_Stored data_
>>>>

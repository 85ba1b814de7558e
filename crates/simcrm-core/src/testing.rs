//! In-memory fakes shared by the engine's unit tests.

use std::collections::{HashMap, VecDeque};
use std::sync::Mutex;

use chrono::{DateTime, Utc};
use serde_json::Value;
use uuid::Uuid;

use simcrm_types::crm::{
    AssociationRequest, CrmRecord, Pipeline, PropertyDefinition, PropertyType, RecordPayload,
    SearchQuery,
};
use simcrm_types::error::{CrmError, RepositoryError, TextGenError};
use simcrm_types::job::{Job, JobStatus, RecordType, Step, StepStatus};

use crate::crm::CrmApi;
use crate::repository::SimulationRepository;
use crate::textgen::TextGenerator;

// ---------------------------------------------------------------------------
// InMemoryRepository
// ---------------------------------------------------------------------------

#[derive(Default)]
struct RepoState {
    jobs: HashMap<Uuid, Job>,
    steps: HashMap<Uuid, Step>,
    context: HashMap<Uuid, HashMap<String, String>>,
}

/// Hash-map-backed `SimulationRepository`.
#[derive(Default)]
pub struct InMemoryRepository {
    inner: Mutex<RepoState>,
}

impl InMemoryRepository {
    pub fn new() -> Self {
        Self::default()
    }

    pub fn step(&self, id: &Uuid) -> Option<Step> {
        self.inner.lock().unwrap().steps.get(id).cloned()
    }

    pub fn job(&self, id: &Uuid) -> Option<Job> {
        self.inner.lock().unwrap().jobs.get(id).cloned()
    }
}

impl SimulationRepository for InMemoryRepository {
    async fn create_job_with_steps(
        &self,
        job: &Job,
        steps: &[Step],
    ) -> Result<(), RepositoryError> {
        let mut state = self.inner.lock().unwrap();
        state.jobs.insert(job.id, job.clone());
        for step in steps {
            state.steps.insert(step.id, step.clone());
        }
        Ok(())
    }

    async fn get_job(&self, id: &Uuid) -> Result<Option<Job>, RepositoryError> {
        Ok(self.inner.lock().unwrap().jobs.get(id).cloned())
    }

    async fn update_job_status(
        &self,
        id: &Uuid,
        status: JobStatus,
    ) -> Result<(), RepositoryError> {
        let mut state = self.inner.lock().unwrap();
        let job = state.jobs.get_mut(id).ok_or(RepositoryError::NotFound)?;
        job.status = status;
        Ok(())
    }

    async fn due_steps(
        &self,
        now: DateTime<Utc>,
        limit: u32,
    ) -> Result<Vec<Step>, RepositoryError> {
        let state = self.inner.lock().unwrap();
        let mut due: Vec<Step> = state
            .steps
            .values()
            .filter(|step| {
                step.status == StepStatus::Pending
                    && step.scheduled_at <= now
                    && state
                        .jobs
                        .get(&step.job_id)
                        .is_some_and(|job| job.status.is_executable())
            })
            .cloned()
            .collect();
        due.sort_by(|a, b| {
            a.scheduled_at
                .cmp(&b.scheduled_at)
                .then(a.step_index.cmp(&b.step_index))
        });
        due.truncate(limit as usize);
        Ok(due)
    }

    async fn claim_step(&self, step_id: &Uuid) -> Result<bool, RepositoryError> {
        let mut state = self.inner.lock().unwrap();
        let step = state.steps.get_mut(step_id).ok_or(RepositoryError::NotFound)?;
        if step.status != StepStatus::Pending {
            return Ok(false);
        }
        step.status = StepStatus::Processing;
        step.attempt += 1;
        Ok(true)
    }

    async fn complete_step(&self, step_id: &Uuid, result: &Value) -> Result<(), RepositoryError> {
        let mut state = self.inner.lock().unwrap();
        let step = state.steps.get_mut(step_id).ok_or(RepositoryError::NotFound)?;
        step.status = StepStatus::Completed;
        step.result = Some(result.clone());
        Ok(())
    }

    async fn fail_step(
        &self,
        step_id: &Uuid,
        status: StepStatus,
        result: &Value,
    ) -> Result<(), RepositoryError> {
        let mut state = self.inner.lock().unwrap();
        let step = state.steps.get_mut(step_id).ok_or(RepositoryError::NotFound)?;
        step.status = status;
        step.result = Some(result.clone());
        Ok(())
    }

    async fn requeue_failed_step(
        &self,
        step_id: &Uuid,
        scheduled_at: DateTime<Utc>,
    ) -> Result<bool, RepositoryError> {
        let mut state = self.inner.lock().unwrap();
        let step = state.steps.get_mut(step_id).ok_or(RepositoryError::NotFound)?;
        if step.status != StepStatus::Failed {
            return Ok(false);
        }
        step.status = StepStatus::Pending;
        step.scheduled_at = scheduled_at;
        Ok(true)
    }

    async fn list_steps(&self, job_id: &Uuid) -> Result<Vec<Step>, RepositoryError> {
        let state = self.inner.lock().unwrap();
        let mut steps: Vec<Step> = state
            .steps
            .values()
            .filter(|step| step.job_id == *job_id)
            .cloned()
            .collect();
        steps.sort_by_key(|step| step.step_index);
        Ok(steps)
    }

    async fn list_steps_by_status(
        &self,
        job_id: &Uuid,
        status: StepStatus,
    ) -> Result<Vec<Step>, RepositoryError> {
        let state = self.inner.lock().unwrap();
        let mut steps: Vec<Step> = state
            .steps
            .values()
            .filter(|step| step.job_id == *job_id && step.status == status)
            .cloned()
            .collect();
        steps.sort_by_key(|step| step.step_index);
        Ok(steps)
    }

    async fn bulk_transition_steps(
        &self,
        job_id: &Uuid,
        from: &[StepStatus],
        to: StepStatus,
    ) -> Result<u64, RepositoryError> {
        let mut state = self.inner.lock().unwrap();
        let mut changed = 0;
        for step in state.steps.values_mut() {
            if step.job_id == *job_id && from.contains(&step.status) {
                step.status = to;
                changed += 1;
            }
        }
        Ok(changed)
    }

    async fn has_unsettled_steps(&self, job_id: &Uuid) -> Result<bool, RepositoryError> {
        let state = self.inner.lock().unwrap();
        Ok(state.steps.values().any(|step| {
            step.job_id == *job_id
                && matches!(
                    step.status,
                    StepStatus::Pending | StepStatus::Processing | StepStatus::Paused
                )
        }))
    }

    async fn put_context_entry(
        &self,
        job_id: &Uuid,
        symbol: &str,
        real_id: &str,
    ) -> Result<(), RepositoryError> {
        let mut state = self.inner.lock().unwrap();
        state
            .context
            .entry(*job_id)
            .or_default()
            .insert(symbol.to_string(), real_id.to_string());
        Ok(())
    }

    async fn get_context(
        &self,
        job_id: &Uuid,
    ) -> Result<HashMap<String, String>, RepositoryError> {
        let state = self.inner.lock().unwrap();
        Ok(state.context.get(job_id).cloned().unwrap_or_default())
    }
}

// ---------------------------------------------------------------------------
// FakeCrm
// ---------------------------------------------------------------------------

#[derive(Default)]
struct CrmState {
    next_id: u64,
    created: Vec<CrmRecord>,
    updated: Vec<(String, RecordPayload)>,
    associations: Vec<AssociationRequest>,
    search_results: HashMap<(String, String), Vec<String>>,
    properties: HashMap<RecordType, Vec<PropertyDefinition>>,
    created_properties: Vec<(RecordType, PropertyDefinition)>,
    added_options: Vec<(RecordType, String, Vec<String>)>,
    pipelines: Vec<Pipeline>,
    search_calls: u32,
    fail_create: Option<CrmError>,
}

/// Scriptable in-memory `CrmApi`.
pub struct FakeCrm {
    inner: Mutex<CrmState>,
}

impl FakeCrm {
    /// A fake CRM pre-seeded with the canonical property vocabulary.
    pub fn new() -> Self {
        let mut properties: HashMap<RecordType, Vec<PropertyDefinition>> = HashMap::new();
        let seed = |names: &[&str]| -> Vec<PropertyDefinition> {
            names
                .iter()
                .map(|name| PropertyDefinition {
                    name: (*name).to_string(),
                    property_type: PropertyType::String,
                    options: Vec::new(),
                })
                .collect()
        };
        properties.insert(
            RecordType::Contact,
            seed(&["email", "firstname", "lastname", "phone", "jobtitle", "lifecyclestage"]),
        );
        properties.insert(
            RecordType::Company,
            seed(&["name", "domain", "industry", "description", "numberofemployees"]),
        );
        properties.insert(
            RecordType::Deal,
            seed(&["dealname", "amount", "pipeline", "dealstage", "closedate"]),
        );
        properties.insert(RecordType::Note, seed(&["note_body"]));
        properties.insert(
            RecordType::Task,
            seed(&["task_subject", "task_body", "task_due_date"]),
        );

        Self {
            inner: Mutex::new(CrmState {
                properties,
                ..CrmState::default()
            }),
        }
    }

    pub fn seed_search_result(&self, property: &str, value: &str, ids: &[&str]) {
        self.inner.lock().unwrap().search_results.insert(
            (property.to_string(), value.to_string()),
            ids.iter().map(|id| (*id).to_string()).collect(),
        );
    }

    pub fn seed_property(&self, record_type: RecordType, definition: PropertyDefinition) {
        self.inner
            .lock()
            .unwrap()
            .properties
            .entry(record_type)
            .or_default()
            .push(definition);
    }

    pub fn seed_pipelines(&self, pipelines: Vec<Pipeline>) {
        self.inner.lock().unwrap().pipelines = pipelines;
    }

    pub fn fail_next_create(&self, error: CrmError) {
        self.inner.lock().unwrap().fail_create = Some(error);
    }

    pub fn created_records(&self) -> Vec<CrmRecord> {
        self.inner.lock().unwrap().created.clone()
    }

    pub fn updated_records(&self) -> Vec<(String, RecordPayload)> {
        self.inner.lock().unwrap().updated.clone()
    }

    pub fn associations(&self) -> Vec<AssociationRequest> {
        self.inner.lock().unwrap().associations.clone()
    }

    pub fn created_properties(&self, record_type: RecordType) -> Vec<PropertyDefinition> {
        self.inner
            .lock()
            .unwrap()
            .created_properties
            .iter()
            .filter(|(rt, _)| *rt == record_type)
            .map(|(_, def)| def.clone())
            .collect()
    }

    pub fn added_options(&self, record_type: RecordType, property: &str) -> Vec<String> {
        self.inner
            .lock()
            .unwrap()
            .added_options
            .iter()
            .filter(|(rt, name, _)| *rt == record_type && name == property)
            .flat_map(|(_, _, options)| options.clone())
            .collect()
    }

    pub fn search_calls(&self) -> u32 {
        self.inner.lock().unwrap().search_calls
    }
}

impl Default for FakeCrm {
    fn default() -> Self {
        Self::new()
    }
}

impl CrmApi for FakeCrm {
    async fn create_record(
        &self,
        _record_type: RecordType,
        payload: &RecordPayload,
    ) -> Result<CrmRecord, CrmError> {
        let mut state = self.inner.lock().unwrap();
        if let Some(error) = state.fail_create.take() {
            return Err(error);
        }
        state.next_id += 1;
        let record = CrmRecord {
            id: format!("crm-{}", state.next_id),
            properties: payload.properties.clone(),
        };
        state.created.push(record.clone());
        Ok(record)
    }

    async fn update_record(
        &self,
        _record_type: RecordType,
        id: &str,
        payload: &RecordPayload,
    ) -> Result<CrmRecord, CrmError> {
        let mut state = self.inner.lock().unwrap();
        state.updated.push((id.to_string(), payload.clone()));
        Ok(CrmRecord {
            id: id.to_string(),
            properties: payload.properties.clone(),
        })
    }

    async fn search_records(
        &self,
        _record_type: RecordType,
        query: &SearchQuery,
    ) -> Result<Vec<CrmRecord>, CrmError> {
        let mut state = self.inner.lock().unwrap();
        state.search_calls += 1;
        let ids = state
            .search_results
            .get(&(query.property.clone(), query.value.clone()))
            .cloned()
            .unwrap_or_default();
        Ok(ids
            .into_iter()
            .map(|id| CrmRecord {
                id,
                properties: serde_json::Map::new(),
            })
            .collect())
    }

    async fn associate(&self, request: &AssociationRequest) -> Result<(), CrmError> {
        self.inner.lock().unwrap().associations.push(request.clone());
        Ok(())
    }

    async fn list_properties(
        &self,
        record_type: RecordType,
    ) -> Result<Vec<PropertyDefinition>, CrmError> {
        Ok(self
            .inner
            .lock()
            .unwrap()
            .properties
            .get(&record_type)
            .cloned()
            .unwrap_or_default())
    }

    async fn create_property(
        &self,
        record_type: RecordType,
        definition: &PropertyDefinition,
    ) -> Result<(), CrmError> {
        let mut state = self.inner.lock().unwrap();
        state
            .properties
            .entry(record_type)
            .or_default()
            .push(definition.clone());
        state
            .created_properties
            .push((record_type, definition.clone()));
        Ok(())
    }

    async fn add_property_options(
        &self,
        record_type: RecordType,
        property: &str,
        options: &[String],
    ) -> Result<(), CrmError> {
        let mut state = self.inner.lock().unwrap();
        if let Some(def) = state
            .properties
            .get_mut(&record_type)
            .and_then(|defs| defs.iter_mut().find(|d| d.name == property))
        {
            def.options.extend(options.iter().cloned());
        }
        state
            .added_options
            .push((record_type, property.to_string(), options.to_vec()));
        Ok(())
    }

    async fn list_pipelines(&self) -> Result<Vec<Pipeline>, CrmError> {
        Ok(self.inner.lock().unwrap().pipelines.clone())
    }
}

// ---------------------------------------------------------------------------
// ScriptedTextGenerator
// ---------------------------------------------------------------------------

/// Text generator that replays a scripted sequence of responses.
pub struct ScriptedTextGenerator {
    responses: Mutex<VecDeque<Result<String, TextGenError>>>,
}

impl ScriptedTextGenerator {
    pub fn ok(response: &str) -> Self {
        Self::sequence(vec![Ok(response.to_string())])
    }

    pub fn err(error: TextGenError) -> Self {
        Self::sequence(vec![Err(error)])
    }

    pub fn sequence(items: Vec<Result<String, TextGenError>>) -> Self {
        Self {
            responses: Mutex::new(items.into()),
        }
    }
}

impl TextGenerator for ScriptedTextGenerator {
    async fn generate(&self, _prompt: &str) -> Result<String, TextGenError> {
        self.responses
            .lock()
            .unwrap()
            .pop_front()
            .unwrap_or_else(|| Err(TextGenError::Permanent("no scripted response".to_string())))
    }
}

<<<<

_What needs to be done_
Copy, from the data above, every line where the word "TextGenError" appears.

_Exercise solution_
use simcrm_types::error::{CrmError, RepositoryError, TextGenError};
    responses: Mutex<VecDeque<Result<String, TextGenError>>>,
    pub fn err(error: TextGenError) -> Self {
    pub fn sequence(items: Vec<Result<String, TextGenError>>) -> Self {
    async fn generate(&self, _prompt: &str) -> Result<String, TextGenError> {
            .unwrap_or_else(|| Err(TextGenError::Permanent("no scripted response".to_string())))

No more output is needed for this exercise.